Copy exactly the stretch of data below from the line with "pub mod config;" through the line with "use candle_core::Device;", including both of those lines.

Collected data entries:
---

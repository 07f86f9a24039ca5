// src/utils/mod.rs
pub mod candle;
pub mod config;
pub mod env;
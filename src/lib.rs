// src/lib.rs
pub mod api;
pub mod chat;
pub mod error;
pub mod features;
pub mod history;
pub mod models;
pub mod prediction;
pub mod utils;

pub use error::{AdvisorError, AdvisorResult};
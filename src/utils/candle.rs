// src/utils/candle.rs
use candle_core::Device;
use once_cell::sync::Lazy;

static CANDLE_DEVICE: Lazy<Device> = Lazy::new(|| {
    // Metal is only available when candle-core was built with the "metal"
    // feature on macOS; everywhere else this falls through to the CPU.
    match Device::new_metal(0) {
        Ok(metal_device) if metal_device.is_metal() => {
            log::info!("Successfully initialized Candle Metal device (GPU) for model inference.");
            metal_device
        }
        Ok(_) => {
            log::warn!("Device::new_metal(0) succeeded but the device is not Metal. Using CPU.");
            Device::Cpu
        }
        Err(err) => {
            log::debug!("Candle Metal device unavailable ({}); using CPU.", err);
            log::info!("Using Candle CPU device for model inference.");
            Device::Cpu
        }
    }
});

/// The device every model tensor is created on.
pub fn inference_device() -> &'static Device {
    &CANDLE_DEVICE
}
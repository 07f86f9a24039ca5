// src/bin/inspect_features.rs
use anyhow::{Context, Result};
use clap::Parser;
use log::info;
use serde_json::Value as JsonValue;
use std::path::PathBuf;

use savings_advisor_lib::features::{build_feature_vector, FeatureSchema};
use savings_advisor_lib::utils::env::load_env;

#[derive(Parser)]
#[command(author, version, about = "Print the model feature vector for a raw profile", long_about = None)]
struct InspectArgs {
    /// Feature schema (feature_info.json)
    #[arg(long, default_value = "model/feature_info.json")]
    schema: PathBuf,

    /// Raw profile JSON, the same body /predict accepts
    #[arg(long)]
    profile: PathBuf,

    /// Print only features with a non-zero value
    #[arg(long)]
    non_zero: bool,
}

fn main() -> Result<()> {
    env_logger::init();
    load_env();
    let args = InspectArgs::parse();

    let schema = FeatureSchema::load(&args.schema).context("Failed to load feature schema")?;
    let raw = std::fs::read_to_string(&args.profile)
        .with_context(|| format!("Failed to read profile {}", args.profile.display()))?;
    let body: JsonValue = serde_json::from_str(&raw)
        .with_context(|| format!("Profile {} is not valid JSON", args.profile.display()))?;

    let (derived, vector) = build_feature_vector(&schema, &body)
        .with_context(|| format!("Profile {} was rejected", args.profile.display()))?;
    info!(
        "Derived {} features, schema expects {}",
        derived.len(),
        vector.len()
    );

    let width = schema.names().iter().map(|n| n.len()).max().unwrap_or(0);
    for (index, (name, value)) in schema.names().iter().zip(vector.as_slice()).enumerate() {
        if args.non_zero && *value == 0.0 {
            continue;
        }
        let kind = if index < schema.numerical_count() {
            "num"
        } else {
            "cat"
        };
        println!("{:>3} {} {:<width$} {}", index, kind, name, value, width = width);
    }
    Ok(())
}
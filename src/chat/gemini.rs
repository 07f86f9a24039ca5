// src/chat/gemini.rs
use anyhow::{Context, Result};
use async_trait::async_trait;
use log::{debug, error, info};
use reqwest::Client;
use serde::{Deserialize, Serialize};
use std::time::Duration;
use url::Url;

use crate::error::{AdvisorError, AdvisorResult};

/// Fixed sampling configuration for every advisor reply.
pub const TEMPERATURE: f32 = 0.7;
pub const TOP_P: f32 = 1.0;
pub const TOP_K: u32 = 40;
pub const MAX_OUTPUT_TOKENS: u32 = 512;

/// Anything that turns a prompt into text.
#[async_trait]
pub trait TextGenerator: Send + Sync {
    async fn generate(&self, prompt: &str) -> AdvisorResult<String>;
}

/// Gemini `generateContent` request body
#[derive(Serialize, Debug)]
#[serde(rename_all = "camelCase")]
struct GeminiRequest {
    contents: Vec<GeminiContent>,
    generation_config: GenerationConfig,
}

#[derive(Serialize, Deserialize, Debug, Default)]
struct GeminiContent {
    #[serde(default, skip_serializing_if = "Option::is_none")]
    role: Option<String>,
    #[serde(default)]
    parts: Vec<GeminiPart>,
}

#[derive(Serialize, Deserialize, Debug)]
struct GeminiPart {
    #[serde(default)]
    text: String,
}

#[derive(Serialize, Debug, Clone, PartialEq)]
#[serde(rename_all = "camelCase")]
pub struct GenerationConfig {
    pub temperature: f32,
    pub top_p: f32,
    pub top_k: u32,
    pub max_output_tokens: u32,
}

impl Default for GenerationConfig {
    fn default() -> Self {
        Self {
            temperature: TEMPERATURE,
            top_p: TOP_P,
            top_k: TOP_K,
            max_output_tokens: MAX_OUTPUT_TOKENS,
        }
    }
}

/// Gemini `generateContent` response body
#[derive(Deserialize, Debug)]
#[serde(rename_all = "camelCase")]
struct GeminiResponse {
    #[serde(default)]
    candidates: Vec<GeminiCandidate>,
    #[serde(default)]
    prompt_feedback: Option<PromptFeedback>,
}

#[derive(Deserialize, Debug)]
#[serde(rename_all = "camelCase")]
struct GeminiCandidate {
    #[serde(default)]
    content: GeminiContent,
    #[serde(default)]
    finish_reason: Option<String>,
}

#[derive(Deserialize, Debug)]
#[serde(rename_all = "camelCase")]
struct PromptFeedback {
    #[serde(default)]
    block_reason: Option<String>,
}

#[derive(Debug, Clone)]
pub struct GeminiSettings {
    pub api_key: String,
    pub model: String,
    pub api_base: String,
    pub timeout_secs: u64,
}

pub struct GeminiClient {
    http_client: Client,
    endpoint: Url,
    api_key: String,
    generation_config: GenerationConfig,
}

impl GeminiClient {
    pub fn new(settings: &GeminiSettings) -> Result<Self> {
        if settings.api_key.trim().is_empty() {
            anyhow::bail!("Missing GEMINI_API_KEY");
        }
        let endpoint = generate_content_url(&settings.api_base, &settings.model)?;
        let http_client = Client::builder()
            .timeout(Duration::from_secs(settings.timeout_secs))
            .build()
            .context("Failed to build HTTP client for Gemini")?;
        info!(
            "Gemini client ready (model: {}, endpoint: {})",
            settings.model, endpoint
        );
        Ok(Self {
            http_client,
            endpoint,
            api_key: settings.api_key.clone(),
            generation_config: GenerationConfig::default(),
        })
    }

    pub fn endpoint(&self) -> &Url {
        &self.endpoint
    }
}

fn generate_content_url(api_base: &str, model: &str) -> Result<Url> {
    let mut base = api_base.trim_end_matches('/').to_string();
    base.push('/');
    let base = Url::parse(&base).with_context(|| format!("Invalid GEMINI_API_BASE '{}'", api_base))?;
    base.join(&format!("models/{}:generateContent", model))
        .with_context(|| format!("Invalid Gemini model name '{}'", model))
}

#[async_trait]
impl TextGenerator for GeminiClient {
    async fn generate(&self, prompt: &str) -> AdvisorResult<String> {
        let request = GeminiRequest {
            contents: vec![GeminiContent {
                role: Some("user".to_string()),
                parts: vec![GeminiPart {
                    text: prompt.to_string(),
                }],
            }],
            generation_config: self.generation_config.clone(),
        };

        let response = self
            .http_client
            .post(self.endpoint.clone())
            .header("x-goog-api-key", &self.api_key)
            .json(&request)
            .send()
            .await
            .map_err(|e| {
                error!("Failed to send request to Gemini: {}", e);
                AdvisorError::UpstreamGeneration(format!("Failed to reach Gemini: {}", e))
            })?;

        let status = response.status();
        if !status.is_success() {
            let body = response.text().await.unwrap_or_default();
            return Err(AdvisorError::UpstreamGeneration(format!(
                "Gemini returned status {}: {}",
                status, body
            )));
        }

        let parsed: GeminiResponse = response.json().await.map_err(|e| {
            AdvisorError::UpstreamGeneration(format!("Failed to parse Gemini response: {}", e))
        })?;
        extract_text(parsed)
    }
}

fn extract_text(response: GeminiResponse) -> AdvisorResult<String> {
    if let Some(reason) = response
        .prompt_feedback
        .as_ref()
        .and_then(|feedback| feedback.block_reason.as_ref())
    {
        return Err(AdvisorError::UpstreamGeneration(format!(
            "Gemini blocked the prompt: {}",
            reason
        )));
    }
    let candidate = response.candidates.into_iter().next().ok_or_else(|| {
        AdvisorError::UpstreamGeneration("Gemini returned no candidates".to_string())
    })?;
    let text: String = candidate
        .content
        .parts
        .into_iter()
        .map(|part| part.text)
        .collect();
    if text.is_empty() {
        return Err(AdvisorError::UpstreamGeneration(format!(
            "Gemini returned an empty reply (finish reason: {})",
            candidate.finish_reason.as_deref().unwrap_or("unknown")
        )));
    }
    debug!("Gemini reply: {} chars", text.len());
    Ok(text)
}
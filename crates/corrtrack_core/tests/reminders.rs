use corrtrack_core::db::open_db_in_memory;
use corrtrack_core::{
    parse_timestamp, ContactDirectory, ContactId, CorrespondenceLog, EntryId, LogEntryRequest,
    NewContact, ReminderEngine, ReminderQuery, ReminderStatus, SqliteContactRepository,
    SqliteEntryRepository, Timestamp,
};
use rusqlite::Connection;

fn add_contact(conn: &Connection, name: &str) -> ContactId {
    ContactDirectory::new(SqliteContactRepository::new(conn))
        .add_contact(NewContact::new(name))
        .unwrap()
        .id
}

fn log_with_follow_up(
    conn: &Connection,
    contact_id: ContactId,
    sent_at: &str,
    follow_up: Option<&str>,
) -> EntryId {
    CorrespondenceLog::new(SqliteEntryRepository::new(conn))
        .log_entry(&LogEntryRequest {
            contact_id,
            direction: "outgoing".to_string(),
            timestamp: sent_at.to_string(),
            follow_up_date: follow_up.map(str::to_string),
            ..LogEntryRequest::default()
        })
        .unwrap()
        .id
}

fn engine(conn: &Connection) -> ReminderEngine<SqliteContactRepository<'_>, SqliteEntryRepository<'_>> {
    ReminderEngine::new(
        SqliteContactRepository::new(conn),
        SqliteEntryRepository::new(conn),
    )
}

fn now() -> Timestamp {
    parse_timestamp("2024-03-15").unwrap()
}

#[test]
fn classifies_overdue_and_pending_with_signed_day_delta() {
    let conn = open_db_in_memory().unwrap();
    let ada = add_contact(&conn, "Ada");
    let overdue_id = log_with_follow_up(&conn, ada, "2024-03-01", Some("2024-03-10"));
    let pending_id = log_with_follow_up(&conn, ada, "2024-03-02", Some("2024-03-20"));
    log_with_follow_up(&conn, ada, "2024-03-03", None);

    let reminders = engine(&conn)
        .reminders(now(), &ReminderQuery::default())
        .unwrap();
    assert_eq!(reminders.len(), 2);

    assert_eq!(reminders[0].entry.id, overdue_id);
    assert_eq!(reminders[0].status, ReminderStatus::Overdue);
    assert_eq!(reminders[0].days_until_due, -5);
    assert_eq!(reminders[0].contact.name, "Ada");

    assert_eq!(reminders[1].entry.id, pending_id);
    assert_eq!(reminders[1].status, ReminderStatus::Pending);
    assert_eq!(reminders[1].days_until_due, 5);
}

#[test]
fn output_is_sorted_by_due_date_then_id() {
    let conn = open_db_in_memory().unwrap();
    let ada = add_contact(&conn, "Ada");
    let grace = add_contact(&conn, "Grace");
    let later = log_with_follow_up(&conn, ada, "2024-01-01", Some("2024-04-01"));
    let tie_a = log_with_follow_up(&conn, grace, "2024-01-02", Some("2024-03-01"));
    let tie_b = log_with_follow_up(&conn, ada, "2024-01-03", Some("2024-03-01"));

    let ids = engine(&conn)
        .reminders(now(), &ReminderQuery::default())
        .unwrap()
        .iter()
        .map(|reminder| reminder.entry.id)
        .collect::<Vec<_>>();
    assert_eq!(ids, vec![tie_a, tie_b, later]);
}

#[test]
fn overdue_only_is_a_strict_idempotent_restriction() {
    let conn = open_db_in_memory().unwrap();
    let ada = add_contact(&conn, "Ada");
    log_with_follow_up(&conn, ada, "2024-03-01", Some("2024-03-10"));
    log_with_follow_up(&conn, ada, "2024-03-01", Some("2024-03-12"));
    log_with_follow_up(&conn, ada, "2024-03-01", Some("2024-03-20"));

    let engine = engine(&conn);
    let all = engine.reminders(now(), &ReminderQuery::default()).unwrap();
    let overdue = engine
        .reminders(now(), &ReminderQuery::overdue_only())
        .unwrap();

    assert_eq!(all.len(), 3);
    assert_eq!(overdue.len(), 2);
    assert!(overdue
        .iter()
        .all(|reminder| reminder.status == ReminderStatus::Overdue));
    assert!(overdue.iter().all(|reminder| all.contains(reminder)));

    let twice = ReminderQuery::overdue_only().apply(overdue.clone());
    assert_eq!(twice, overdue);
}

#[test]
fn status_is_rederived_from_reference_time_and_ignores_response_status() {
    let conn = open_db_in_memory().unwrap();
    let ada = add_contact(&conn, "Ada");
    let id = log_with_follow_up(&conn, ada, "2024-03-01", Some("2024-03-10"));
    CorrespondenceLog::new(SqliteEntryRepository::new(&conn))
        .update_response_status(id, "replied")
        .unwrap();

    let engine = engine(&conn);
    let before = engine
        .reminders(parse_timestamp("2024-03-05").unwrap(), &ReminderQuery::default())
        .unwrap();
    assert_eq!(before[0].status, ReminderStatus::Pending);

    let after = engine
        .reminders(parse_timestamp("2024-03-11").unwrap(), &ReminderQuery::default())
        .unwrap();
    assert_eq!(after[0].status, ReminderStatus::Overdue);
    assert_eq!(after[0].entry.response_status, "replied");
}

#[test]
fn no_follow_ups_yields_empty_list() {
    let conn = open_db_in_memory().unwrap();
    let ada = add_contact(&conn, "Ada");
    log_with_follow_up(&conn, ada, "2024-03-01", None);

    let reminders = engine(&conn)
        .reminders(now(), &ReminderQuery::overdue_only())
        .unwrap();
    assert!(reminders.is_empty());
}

---

- _ANSWER SPACE_:
pub mod config;
pub mod env;
filename src/lib.rs
// src/lib.rs
pub mod api;
pub mod chat;
pub mod error;
pub mod features;
pub mod history;
pub mod models;
pub mod prediction;
pub mod utils;

pub use error::{AdvisorError, AdvisorResult};
filename src/utils/candle.rs
// src/utils/candle.rs
use candle_core::Device;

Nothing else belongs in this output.